Bands and channels (US)
| Band | Frequency | Channels (US) | DFS | Note |
|---|---|---|---|---|
| 2.4 GHz | 2.400–2.4835 GHz | 1–11 usable (US); only 1 / 6 / 11 non-overlapping | No | 40 MHz possible but not recommended — one wide channel eats the band |
| 5 GHz UNII-1 | 5.150–5.250 | 36, 40, 44, 48 | No | Full power since 2014 |
| 5 GHz UNII-2A | 5.250–5.350 | 52–64 | Yes | Radar detection required |
| 5 GHz UNII-2C | 5.470–5.725 | 100–144 (12 channels) | Yes | Weather/military radar band |
| 5 GHz UNII-3 | 5.725–5.850 | 149–165 | No | — |
| 5 GHz UNII-4 | 5.850–5.895 | 169, 173, 177 | No | Indoor low-power only; limited client support |
| 6 GHz (UNII-5–8) | 5.925–7.125 GHz | 59 × 20 MHz | No (AFC instead) | LPI indoors band-wide; standard power in UNII-5/7 with AFC |
Wi-Fi generations
| Generation | IEEE | Bands (GHz) |
|---|---|---|
| Wi-Fi 4 | 802.11n | 2.4 + 5 |
| Wi-Fi 5 | 802.11ac | 5 |
| Wi-Fi 6 | 802.11ax | 2.4 + 5 |
| Wi-Fi 6E | 802.11ax | + 6 GHz |
| Wi-Fi 7 | 802.11be | 2.4 + 5 + 6 |
What this means for the cabling contractor
Every capability jump in this chart lands on the wired side: Wi-Fi 6E/7 APs ship multi-gig uplinks that want Cat6A (see the category chart) and draw PoE budgets worth checking against the PoE chart. How many APs — and therefore drops — a space needs is the AP density chart’s territory.
Common questions
Why do only channels 1, 6, and 11 matter on 2.4 GHz?
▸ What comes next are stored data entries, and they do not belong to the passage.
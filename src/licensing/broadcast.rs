//! "License Changed" notifications over an in-process notification center.

use crate::licensing::config::LICENSE_CHANGED_EVENT;
use crate::licensing::ports::LicenseChangeCallback;
use crate::licensing::types::LicenseInformation;
use serde::Serialize;
use serde_json::{Map, Value};
use std::sync::{Arc, Mutex};

/// A posted event with its attached metadata
#[derive(Serialize, Clone, Debug, PartialEq)]
pub struct Notification {
    pub name: String,
    pub user_info: Map<String, Value>,
}

/// Handle returned by [`NotificationCenter::add_observer`]
#[derive(Clone, Copy, Debug, PartialEq, Eq, Hash)]
pub struct ObserverToken(u64);

type Observer = Arc<dyn Fn(&Notification) + Send + Sync>;

#[derive(Default)]
struct Registry {
    next_token: u64,
    observers: Vec<(ObserverToken, String, Observer)>,
}

/// Synchronous pub/sub keyed by event name.
///
/// Observers run on the posting thread, in the order they were added.
#[derive(Clone, Default)]
pub struct NotificationCenter {
    registry: Arc<Mutex<Registry>>,
}

impl NotificationCenter {
    pub fn new() -> Self {
        Self::default()
    }

    pub fn add_observer<F>(&self, name: &str, observer: F) -> ObserverToken
    where
        F: Fn(&Notification) + Send + Sync + 'static,
    {
        let observer: Observer = Arc::new(observer);
        let mut registry = self.registry.lock().unwrap_or_else(|e| e.into_inner());
        let token = ObserverToken(registry.next_token);
        registry.next_token += 1;
        registry.observers.push((token, name.to_string(), observer));
        token
    }

    /// Detach an observer; returns whether it was registered
    pub fn remove_observer(&self, token: ObserverToken) -> bool {
        let mut registry = self.registry.lock().unwrap_or_else(|e| e.into_inner());
        let before = registry.observers.len();
        registry.observers.retain(|(t, _, _)| *t != token);
        registry.observers.len() != before
    }

    pub fn post(&self, name: &str, user_info: Map<String, Value>) {
        // Observers may add or remove observers, so call them unlocked
        let observers: Vec<Observer> = {
            let registry = self.registry.lock().unwrap_or_else(|e| e.into_inner());
            registry
                .observers
                .iter()
                .filter(|(_, observed, _)| observed == name)
                .map(|(_, _, observer)| observer.clone())
                .collect()
        };

        let notification = Notification {
            name: name.to_string(),
            user_info,
        };

        for observer in observers {
            observer(&notification);
        }
    }
}

/// Posts license changes to a [`NotificationCenter`]
#[derive(Clone)]
pub struct LicenseChangeBroadcaster {
    notification_center: NotificationCenter,
}

impl LicenseChangeBroadcaster {
    pub fn new(notification_center: NotificationCenter) -> Self {
        Self { notification_center }
    }

    pub fn broadcast(&self, license_information: &LicenseInformation) {
        log::debug!("Broadcasting {}: {:?}", LICENSE_CHANGED_EVENT, license_information);
        self.notification_center
            .post(LICENSE_CHANGED_EVENT, license_information.user_info());
    }

    /// Use the broadcaster as the change callback of a registration service
    pub fn into_callback(self) -> LicenseChangeCallback {
        Box::new(move |info: LicenseInformation| self.broadcast(&info))
    }
}

#[cfg(test)]
mod tests {
    use super::*;
    use crate::licensing::types::License;

    fn recorder(center: &NotificationCenter, name: &str) -> Arc<Mutex<Vec<Notification>>> {
        let received = Arc::new(Mutex::new(Vec::new()));
        let sink = received.clone();
        center.add_observer(name, move |n| sink.lock().unwrap().push(n.clone()));
        received
    }

    #[test]
    fn test_broadcast_posts_license_changed() {
        let center = NotificationCenter::new();
        let received = recorder(&center, LICENSE_CHANGED_EVENT);
        let info = LicenseInformation::Registered(License::new("Jane", "CODE"));

        LicenseChangeBroadcaster::new(center).broadcast(&info);

        let received = received.lock().unwrap();
        assert_eq!(received.len(), 1);
        assert_eq!(received[0].name, "License Changed");
        assert_eq!(received[0].user_info, info.user_info());
    }

    #[test]
    fn test_other_events_are_not_delivered() {
        let center = NotificationCenter::new();
        let received = recorder(&center, "Something Else");

        LicenseChangeBroadcaster::new(center).broadcast(&LicenseInformation::TrialUp);

        assert!(received.lock().unwrap().is_empty());
    }

    #[test]
    fn test_observers_fire_in_registration_order() {
        let center = NotificationCenter::new();
        let order = Arc::new(Mutex::new(Vec::new()));

        for id in 0..3 {
            let order = order.clone();
            center.add_observer(LICENSE_CHANGED_EVENT, move |_| order.lock().unwrap().push(id));
        }

        center.post(LICENSE_CHANGED_EVENT, Map::new());
        assert_eq!(*order.lock().unwrap(), vec![0, 1, 2]);
    }

    #[test]
    fn test_remove_observer() {
        let center = NotificationCenter::new();
        let count = Arc::new(Mutex::new(0));
        let counter = count.clone();
        let token = center.add_observer(LICENSE_CHANGED_EVENT, move |_| {
            *counter.lock().unwrap() += 1;
        });

        center.post(LICENSE_CHANGED_EVENT, Map::new());
        assert!(center.remove_observer(token));
        assert!(!center.remove_observer(token));
        center.post(LICENSE_CHANGED_EVENT, Map::new());

        assert_eq!(*count.lock().unwrap(), 1);
    }

    #[test]
    fn test_into_callback() {
        let center = NotificationCenter::new();
        let received = recorder(&center, LICENSE_CHANGED_EVENT);
        let callback = LicenseChangeBroadcaster::new(center).into_callback();

        callback(LicenseInformation::TrialUp);

        let received = received.lock().unwrap();
        assert_eq!(
            LicenseInformation::from_user_info(&received[0].user_info),
            Some(LicenseInformation::TrialUp)
        );
    }
}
The 2.4 GHz channels are 5 MHz apart but each transmission is ~20 MHz wide, so adjacent channels overlap and interfere. Channels 1, 6, and 11 are the only US set with no mutual overlap — every serious deployment uses exactly those three and accepts that 2.4 GHz has three usable channels, period.
What are DFS channels?
The 5 GHz channels sharing spectrum with radar — 52–64 (UNII-2A) and 100–144 (UNII-2C). A DFS access point must listen for radar and vacate the channel when it detects any, which causes the brief dropouts users report near airports and weather radars. They are legal, useful capacity — 16 of the 25 classic 5 GHz channels — but latency-critical designs often avoid them.
What does 6 GHz Wi-Fi add?
1,200 MHz of new spectrum — 59 twenty-MHz channels versus 25 in classic 5 GHz — with no legacy devices in it. Indoors, low-power mode covers the whole band with no coordination; standard power (for bigger cells) requires AFC, a database check that protects licensed incumbents. The 320 MHz channels that make Wi-Fi 7 headlines only exist here.